Statin therapy may be a cost-effective way to prevent cardiovascular events in moderate- to low-risk populations without testing for high-sensitivity C-reactive protein (hs-CRP), a new study has found.

Researchers used a decision analytic Markov model to test three treatment strategies in hypothetical patients who had normal lipid levels and no coronary artery disease, peripheral arterial disease or diabetes mellitus. The treatment strategies tested were statin therapy according to existing Adult Treatment Panel (ATP) III guidelines (10-year predicted risk for coronary events >20%, or diabetes mellitus), statin therapy in patients with elevated hs-CRP levels but no other risk factors, and statin therapy in patients at predicted risk thresholds without hs-CRP testing. All three hypothetical cohorts were assumed to have lipid levels that matched the median levels in the JUPITER study: total cholesterol, 186 mg/dL; low-density lipoprotein cholesterol, 108 mg/dL; and high-density lipoprotein cholesterol, 49 mg/dL. Statin cost was assumed to be equal to that of simvastatin, 80 mg/d ($1.10 daily). The study results were published early online Sept. 27 by Circulation.

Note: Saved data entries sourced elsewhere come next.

//! Shared HTTP response envelopes.
//!
//! Every successful response is `{ data, message }`; failures and the delete
//! acknowledgement are message-only `{ message }`.

use serde::{Deserialize, Serialize};

/// Success envelope carrying the payload and a human-readable message.
#[derive(Debug, Serialize, Deserialize)]
pub struct ApiResponse<T> {
    pub data: T,
    pub message: String,
}

impl<T> ApiResponse<T> {
    pub fn new(data: T, message: impl Into<String>) -> Self {
        Self {
            data,
            message: message.into(),
        }
    }
}

/// Message-only envelope used for error responses and delete acknowledgements.
#[derive(Debug, Serialize, Deserialize)]
pub struct MessageResponse {
    pub message: String,
}

impl MessageResponse {
    pub fn new(message: impl Into<String>) -> Self {
        Self {
            message: message.into(),
        }
    }

    /// The generic 500 body. No detail leaks to the client.
    pub fn internal_server_error() -> Self {
        Self::new("Internal Server Error")
    }
}
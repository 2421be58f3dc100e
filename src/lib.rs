// Garasi - flat-file vehicle catalog REST API
// Root library module

pub mod catalog_store;
pub mod http_server;
pub mod http_types;
pub mod index_views;
pub mod observability;
pub mod types;
pub mod validation;

// Re-export key types
pub use observability::{init_logging, init_logging_with_level, with_trace_id};

pub use types::{parse_year, Catalog, Vehicle, VehicleGroup};

pub use catalog_store::{CatalogError, CatalogStore};

pub use index_views::IndexViews;

pub use http_server::{create_server, start_server};

pub use http_types::{ApiResponse, MessageResponse};

pub use validation::{validate_name, validate_vehicle, ValidationError};
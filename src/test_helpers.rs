//! Shared test utilities for the sharp-image test suite.
//!
//! Builds small synthetic images in memory so tests never depend on fixture
//! files, and exposes the magic-byte signatures used to check encodings.
//!
//! # Usage
//!
//! ```ignore
//! use crate::test_helpers::*;
//!
//! let bytes = encode_test_image(ImageFormat::Png, 64, 48);
//! let loaded = transformer.load(&bytes).unwrap();
//! ```

use image::{DynamicImage, ImageFormat, Rgb, RgbImage};
use std::io::Cursor;

/// JPEG start-of-image marker.
pub const JPEG_SIGNATURE: &[u8] = &[0xFF, 0xD8, 0xFF];

/// PNG file signature.
pub const PNG_SIGNATURE: &[u8] = &[0x89, b'P', b'N', b'G', 0x0D, 0x0A, 0x1A, 0x0A];

/// Gradient pixels, so resizes and encodes have real content to work on.
pub fn gradient(width: u32, height: u32) -> RgbImage {
    RgbImage::from_fn(width, height, |x, y| {
        Rgb([(x % 256) as u8, (y % 256) as u8, 128])
    })
}

/// Encode a gradient of the given size in `format`.
///
/// JPEG gets RGB8; every other format gets RGBA8, which all of the enabled
/// encoders accept.
pub fn encode_test_image(format: ImageFormat, width: u32, height: u32) -> Vec<u8> {
    let rgb = gradient(width, height);
    let img = match format {
        ImageFormat::Jpeg => DynamicImage::ImageRgb8(rgb),
        _ => DynamicImage::ImageRgba8(DynamicImage::ImageRgb8(rgb).to_rgba8()),
    };
    let mut buffer = Cursor::new(Vec::new());
    img.write_to(&mut buffer, format).unwrap();
    buffer.into_inner()
}

/// Big-endian TIFF block with a single IFD entry: Orientation = 6 (rotate 90° CW).
pub const ORIENTATION_6_EXIF: &[u8] = &[
    b'M', b'M', 0x00, 0x2A, 0x00, 0x00, 0x00, 0x08, // header, IFD0 at offset 8
    0x00, 0x01, // one entry
    0x01, 0x12, 0x00, 0x03, 0x00, 0x00, 0x00, 0x01, 0x00, 0x06, 0x00, 0x00, // orientation
    0x00, 0x00, 0x00, 0x00, // no next IFD
];

/// Insert an APP1 `Exif` segment carrying `tiff` right after the JPEG SOI marker.
pub fn with_exif_segment(jpeg: &[u8], tiff: &[u8]) -> Vec<u8> {
    let length = (2 + 6 + tiff.len()) as u16;
    let mut out = Vec::with_capacity(jpeg.len() + length as usize + 2);
    out.extend_from_slice(&jpeg[..2]);
    out.extend_from_slice(&[0xFF, 0xE1]);
    out.extend_from_slice(&length.to_be_bytes());
    out.extend_from_slice(b"Exif\0\0");
    out.extend_from_slice(tiff);
    out.extend_from_slice(&jpeg[2..]);
    out
}

/// Whether `bytes` contain an EXIF block that ends with `tiff`.
pub fn contains_exif(bytes: &[u8], tiff: &[u8]) -> bool {
    let mut needle = b"Exif\0\0".to_vec();
    needle.extend_from_slice(tiff);
    bytes.windows(needle.len()).any(|w| w == needle.as_slice())
}

/// A PNG gradient with `profile` embedded as its ICC profile.
pub fn png_with_icc(width: u32, height: u32, profile: &[u8]) -> Vec<u8> {
    use image::ImageEncoder;
    use image::codecs::png::PngEncoder;

    let rgb = gradient(width, height);
    let mut buffer = Vec::new();
    let mut encoder = PngEncoder::new(&mut buffer);
    encoder.set_icc_profile(profile.to_vec()).unwrap();
    encoder
        .write_image(rgb.as_raw(), width, height, image::ExtendedColorType::Rgb8)
        .unwrap();
    buffer
}

/// Arbitrary bytes standing in for an ICC profile.
pub fn fake_icc_profile() -> Vec<u8> {
    (0..512u32).map(|i| (i * 7 % 251) as u8).collect()
}
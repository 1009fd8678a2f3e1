//! # sharp-image
//!
//! Load an image buffer once, inspect it, and produce resized or reformatted
//! JPEG/PNG copies as in-memory buffers.
//!
//! ```no_run
//! use sharp_image::imaging::RustEngine;
//! use sharp_image::{ImageTransformer, ResizeRequest};
//!
//! # fn main() -> Result<(), sharp_image::TransformError> {
//! let bytes = std::fs::read("bird.jpg").unwrap();
//! let transformer = ImageTransformer::new(RustEngine::new());
//! let bird = transformer.load(&bytes)?;
//!
//! let thumb = transformer.resize(&bird, &ResizeRequest::new(100, 100).square())?;
//! let png = transformer.reformat(&bird, Some("png"))?;
//! let sizes = transformer.batch_resize(
//!     &bird,
//!     &[ResizeRequest::new(320, 320), ResizeRequest::new(500, 500).named("large")],
//! )?;
//! # Ok(())
//! # }
//! ```
//!
//! # Module Map
//!
//! | Module | Role |
//! |--------|------|
//! | [`transform`] | [`ImageTransformer`]: load, resize, batch resize, reformat, format resolution |
//! | [`request`] | [`ResizeRequest`] construction and validation, including loose JSON input |
//! | [`imaging`] | Engine trait, `image`-crate engine, formats, dimension math |
//! | [`config`] | `config.toml` loading, merging over defaults, validation |
//! | [`output`] | CLI output formatting |
//!
//! # Design Decisions
//!
//! ## Loaded Images Are Values
//!
//! [`ImageTransformer::load`] returns a [`LoadedImage`] that the caller owns
//! and passes back by reference. The transformer holds only configuration,
//! so a single instance can serve many images and many threads, and a new
//! load never invalidates outputs still being produced from an older one.
//!
//! ## Engine Behind a Trait
//!
//! Pixel work sits behind [`imaging::ImageEngine`]. The transformer decides
//! *what* to produce (sizes, modes, formats) and the engine decides *how*.
//! Tests run the orchestration against a recording mock that can delay or
//! fail individual resizes, which is how batch ordering is checked.
//!
//! ## Two Output Formats
//!
//! Outputs are JPEG or PNG, nothing else. A source in either format keeps it;
//! every other source (GIF, WebP, BMP, TIFF) becomes PNG unless the config
//! names a different default.
//!
//! ## Ordered Parallel Batches
//!
//! Batches run on rayon and collect into a `Vec` indexed by request
//! position, so results always match request order. The first error wins and
//! no partial batch is returned.

pub mod config;
pub mod imaging;
pub mod output;
pub mod request;
pub mod transform;

pub use request::ResizeRequest;
pub use transform::{ImageTransformer, LoadedImage, TransformError, TransformResult};

#[cfg(test)]
pub(crate) mod test_helpers;
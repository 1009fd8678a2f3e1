//! Image engine trait and shared types.
//!
//! The [`ImageEngine`] trait defines the four operations the transformer
//! relies on: decode, metadata, resize, and encode. Handles are immutable;
//! `resize` returns a new handle instead of changing the one it was given, so
//! a loaded source can serve any number of independent outputs.
//!
//! The production implementation is
//! [`RustEngine`](super::rust_backend::RustEngine), built on the `image` crate.

use super::format::SourceFormat;
use super::params::{EncodeParams, ResizeParams};
use thiserror::Error;

#[derive(Error, Debug)]
pub enum EngineError {
    #[error("Decode failed: {0}")]
    Decode(String),
    #[error("Encode failed: {0}")]
    Encode(String),
    #[error("Processing failed: {0}")]
    Processing(String),
}

/// Format and dimensions of a decoded image.
#[derive(Debug, Clone, PartialEq, Eq)]
pub struct Metadata {
    pub format: SourceFormat,
    pub width: u32,
    pub height: u32,
}

/// Trait for image engines.
///
/// `Sync` plus `Send + Sync` handles let one decoded source be resized from
/// several rayon workers at once.
pub trait ImageEngine: Sync {
    /// Opaque decoded image.
    type Handle: Send + Sync;

    /// Decode raw bytes into a handle.
    fn decode(&self, bytes: &[u8]) -> Result<Self::Handle, EngineError>;

    /// Read format and dimensions of a handle.
    fn metadata(&self, handle: &Self::Handle) -> Result<Metadata, EngineError>;

    /// Produce a resized copy of a handle.
    fn resize(
        &self,
        handle: &Self::Handle,
        params: &ResizeParams,
    ) -> Result<Self::Handle, EngineError>;

    /// Encode a handle to bytes.
    fn encode(&self, handle: &Self::Handle, params: &EncodeParams) -> Result<Vec<u8>, EngineError>;
}
use clap::{Parser, Subcommand};
use sharp_image::config::{self, TransformConfig};
use sharp_image::imaging::RustEngine;
use sharp_image::output;
use sharp_image::{ImageTransformer, ResizeRequest};
use std::path::{Path, PathBuf};
use tracing_subscriber::EnvFilter;

#[derive(Parser)]
#[command(name = "sharp-image")]
#[command(about = "Resize and reformat images into JPEG or PNG")]
#[command(long_about = "\
Resize and reformat images into JPEG or PNG

The input is decoded once; every output is produced from that decoded copy.
Outputs keep the input's format when it is jpeg or png, and are written as
png otherwise (see 'default_format' in the config).

Batch requests file (JSON):

  [
    { \"width\": 100, \"height\": 100, \"isSquare\": true, \"name\": \"thumb\" },
    { \"width\": 320, \"height\": 320 },
    { \"width\": 500, \"height\": 500, \"name\": \"large\" }
  ]

Run 'sharp-image gen-config' to print a documented config.toml.")]
#[command(version)]
struct Cli {
    /// Config file (TOML); stock defaults when omitted
    #[arg(long, global = true)]
    config: Option<PathBuf>,

    /// Log engine activity to stderr (RUST_LOG overrides)
    #[arg(short, long, global = true)]
    verbose: bool,

    #[command(subcommand)]
    command: Command,
}

#[derive(Subcommand)]
enum Command {
    /// Print the detected format and dimensions
    Inspect {
        input: PathBuf,
    },
    /// Resize to fit within WIDTHxHEIGHT (or exactly, with --square)
    Resize {
        input: PathBuf,
        #[arg(long, value_parser = clap::value_parser!(u32).range(1..))]
        width: u32,
        #[arg(long, value_parser = clap::value_parser!(u32).range(1..))]
        height: u32,
        /// Force the exact size, ignoring aspect ratio
        #[arg(long)]
        square: bool,
        /// Destination file (default: <input>-<W>x<H>.<ext>)
        #[arg(short, long)]
        output: Option<PathBuf>,
    },
    /// Re-encode without resizing
    Reformat {
        input: PathBuf,
        /// jpeg or png (default: config default_format)
        #[arg(short, long)]
        format: Option<String>,
        /// Destination file (default: <input>-<format>.<ext>)
        #[arg(short, long)]
        output: Option<PathBuf>,
    },
    /// Run every request in a JSON file against one input
    Batch {
        input: PathBuf,
        /// JSON array of resize requests
        #[arg(long)]
        requests: PathBuf,
        /// Directory for the outputs
        #[arg(long, default_value = "out")]
        output_dir: PathBuf,
        /// Print the results as JSON instead of one line per file
        #[arg(long)]
        json: bool,
    },
    /// Print a stock config.toml with all options documented
    GenConfig,
}

fn main() -> Result<(), Box<dyn std::error::Error>> {
    let cli = Cli::parse();
    init_tracing(cli.verbose);

    let config = match &cli.config {
        Some(path) => config::load_config(path)?,
        None => TransformConfig::default(),
    };
    init_thread_pool(&config.processing);
    let transformer = ImageTransformer::with_config(RustEngine::new(), config.output.clone());

    match cli.command {
        Command::Inspect { input } => {
            let loaded = transformer.load(&std::fs::read(&input)?)?;
            println!("{}", output::format_metadata(&input, loaded.metadata()));
        }
        Command::Resize {
            input,
            width,
            height,
            square,
            output,
        } => {
            let loaded = transformer.load(&std::fs::read(&input)?)?;
            let mut request = ResizeRequest::new(width, height);
            if square {
                request = request.square();
            }
            let result = transformer.resize(&loaded, &request)?;
            let destination = output.unwrap_or_else(|| {
                output::derived_path(&input, &format!("{width}x{height}"), result.format)
            });
            std::fs::write(&destination, &result.image)?;
            println!("{}", output::format_result(1, &result, &destination));
        }
        Command::Reformat {
            input,
            format,
            output,
        } => {
            let loaded = transformer.load(&std::fs::read(&input)?)?;
            let result = transformer.reformat(&loaded, format.as_deref())?;
            let destination = output.unwrap_or_else(|| {
                output::derived_path(&input, result.format.as_str(), result.format)
            });
            std::fs::write(&destination, &result.image)?;
            println!("{}", output::format_result(1, &result, &destination));
        }
        Command::Batch {
            input,
            requests,
            output_dir,
            json,
        } => {
            let requests = read_requests(&requests)?;
            let loaded = transformer.load(&std::fs::read(&input)?)?;
            let results = transformer.batch_resize(&loaded, &requests)?;

            std::fs::create_dir_all(&output_dir)?;
            for (i, result) in results.iter().enumerate() {
                let destination = output_dir.join(output::batch_file_name(i + 1, result));
                std::fs::write(&destination, &result.image)?;
                if !json {
                    println!("{}", output::format_result(i + 1, result, &destination));
                }
            }
            if json {
                println!("{}", serde_json::to_string_pretty(&results)?);
            }
        }
        Command::GenConfig => {
            print!("{}", config::stock_config_toml());
        }
    }

    Ok(())
}

fn read_requests(path: &Path) -> Result<Vec<ResizeRequest>, Box<dyn std::error::Error>> {
    let content = std::fs::read_to_string(path)?;
    let value: serde_json::Value = serde_json::from_str(&content)?;
    Ok(ResizeRequest::batch_from_value(&value)?)
}

/// Install the stderr log subscriber. `RUST_LOG` wins over `--verbose`.
fn init_tracing(verbose: bool) {
    let default = if verbose { "sharp_image=debug" } else { "warn" };
    let filter = EnvFilter::try_from_default_env().unwrap_or_else(|_| EnvFilter::new(default));
    tracing_subscriber::fmt()
        .with_env_filter(filter)
        .with_writer(std::io::stderr)
        .compact()
        .init();
}

/// Initialize the rayon thread pool based on processing config.
///
/// Caps at the number of available CPU cores; the user can constrain down, not up.
fn init_thread_pool(processing: &config::ProcessingConfig) {
    let threads = config::effective_threads(processing);
    rayon::ThreadPoolBuilder::new()
        .num_threads(threads)
        .build_global()
        .ok();
}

The authors found that treating with statins based on predicted risk thresholds but not hs-CRP testing was the most cost-effective strategy when statins were assumed to work equally well, regardless of hs-CRP level. Statin therapy based on hs-CRP testing was most cost-effective when normal hs-CRP levels were assumed to identify patients whose relative risk reduction on statins was less than 20%. ATP III guidelines were the optimal strategy if statin use was assumed to be associated with significant harms. An interactive presentation of the models' results is available online.

The authors concluded that prescribing statins according to predicted cardiovascular risk without hs-CRP testing in patients whose low-density lipoprotein levels are not elevated is the most effective of the three strategies, assuming that statins are safe and effective in this population. An accompanying editorial agreed with the authors that their results were "particularly sensitive" to variations in statins' presumed relative risk reduction and presumed long-term safety, and noted that determining the optimal strategy for primary prevention of cardiovascular events in the U.S. will be difficult.

"Further evaluations using well-informed decision analytic models such as that presented [here] will help inform health policy decision making relating to the primary prevention of cardiovascular disease in a manner that is consistent with the society goal of rational and judicious use of limited healthcare resources," the editorialist wrote.